In Africa, la Nigeria non è ancora in grado di garantire esportazioni costanti. Il gigante africano, da anni vittima di sabotaggi e attacchi contro le infrastrutture petrolifere, stava riprendendosi, ma la rottura della tregua da parte dei ribelli del Nda non prelude a nulla di buono. Infine il Venezuela, che nel 2018 potrebbe anche precipitare in un default con gravissime ripercussioni sulla sua compagnia petrolifera, la Pvdsa, già piagata dalla corruzione e oberata dai debiti. La produzione è caduta in novembre ai minimi da 15 anni. In caso di default è plausibile un crollo estrattivo.

E se proprio si vuole indulgere al pessimismo chi può assicurare che le elezioni presidenziali in Russia (in marzo), benché fornitore affidabile,non sfocino in disordini attirando gli speculatori?

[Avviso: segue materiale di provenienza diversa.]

use ratatui::style::Color;
use tarotui_core::ParticleColor;

/// Gold-on-midnight colour theme for the reading table
pub struct Theme;

impl Theme {
    // Backgrounds
    pub const BG: Color = Color::Rgb(13, 13, 24);
    pub const FELT: Color = Color::Rgb(24, 20, 44);
    pub const PANEL_TOP: Color = Color::Rgb(26, 26, 46);
    pub const PANEL_BOTTOM: Color = Color::Rgb(42, 42, 62);
    /// What the overlay dims towards
    pub const BACKDROP: Color = Color::Rgb(0, 0, 0);

    // Card colors
    pub const GOLD: Color = Color::Rgb(212, 175, 55);
    pub const CARD_BORDER: Color = Color::Rgb(108, 100, 125);
    pub const CARD_BACK: Color = Color::Rgb(60, 48, 110);
    pub const CARD_FACE_DIM: Color = Color::Rgb(80, 72, 100);

    // Orientation
    pub const UPRIGHT: Color = Color::Rgb(78, 205, 196);
    pub const REVERSED: Color = Color::Rgb(255, 107, 107);

    // Text
    pub const LABEL_TEXT: Color = Color::Rgb(170, 170, 170);
    pub const BODY_TEXT: Color = Color::Rgb(204, 204, 204);
    pub const BRIGHT_TEXT: Color = Color::Rgb(255, 255, 255);
    pub const DIM_TEXT: Color = Color::Rgb(100, 100, 120);
    pub const CLOSE_BUTTON_FG: Color = Color::Rgb(0, 0, 0);
    /// Interpretation box tint
    pub const NOTE_BG: Color = Color::Rgb(44, 40, 40);

    pub fn orientation(reversed: bool) -> Color {
        if reversed {
            Self::REVERSED
        } else {
            Self::UPRIGHT
        }
    }

    pub fn particle(color: ParticleColor) -> Color {
        let (r, g, b) = color.rgb();
        Color::Rgb(r, g, b)
    }
}

/// Linear blend between two RGB colours; non-RGB `from` is treated as the backdrop
pub fn blend(from: Color, to: Color, t: f32) -> Color {
    let t = t.clamp(0.0, 1.0);
    let from = match from {
        Color::Rgb(..) => from,
        _ => Theme::BACKDROP,
    };
    match (from, to) {
        (Color::Rgb(r1, g1, b1), Color::Rgb(r2, g2, b2)) => {
            let r = (r1 as f32 + (r2 as f32 - r1 as f32) * t).round() as u8;
            let g = (g1 as f32 + (g2 as f32 - g1 as f32) * t).round() as u8;
            let b = (b1 as f32 + (b2 as f32 - b1 as f32) * t).round() as u8;
            Color::Rgb(r, g, b)
        }
        _ => to,
    }
}

#[cfg(test)]
mod tests {
    use super::*;

    #[test]
    fn test_blend_endpoints() {
        let a = Color::Rgb(0, 0, 0);
        let b = Color::Rgb(200, 100, 50);
        assert_eq!(blend(a, b, 0.0), a);
        assert_eq!(blend(a, b, 1.0), b);
        assert_eq!(blend(a, b, 0.5), Color::Rgb(100, 50, 25));
        assert_eq!(blend(Color::Reset, b, 0.0), Theme::BACKDROP);
    }

    #[test]
    fn test_particle_palette_is_rgb() {
        assert_eq!(Theme::particle(ParticleColor::Gold), Theme::GOLD);
        for color in ParticleColor::ALL {
            assert!(matches!(Theme::particle(color), Color::Rgb(..)));
        }
    }
}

Disorientato, l’operatore passa in rassegna gli elementi ribassisti. A cominciare dalla crescita della produzione americana di shale oil. Che quest’anno dovrebbe superare i 10,5 milioni di barili al giorno, un record. Passando ai fondamentali, l’Agenzia internazionale dell’Energia stima che nel 1°trimestre si verificherà un modesto surplus (600mila barili/ giorno), che si ridurrà nel 2° trimestre a 200mila barili. Il dipartimento Usa dell’Energia prevede invece un lieve deficit dell’offerta di 180mila barili/giorno nel 1° trimestre. Ma anche in caso di deficit le voluminose scorte di greggio potrebbero rappresentare un tappo a eventuali rialzi dei prezzi fino a che non saranno erose. L’impressione è che alla fine sarà la geopolitica a dettare la direzione dei prezzi del greggio.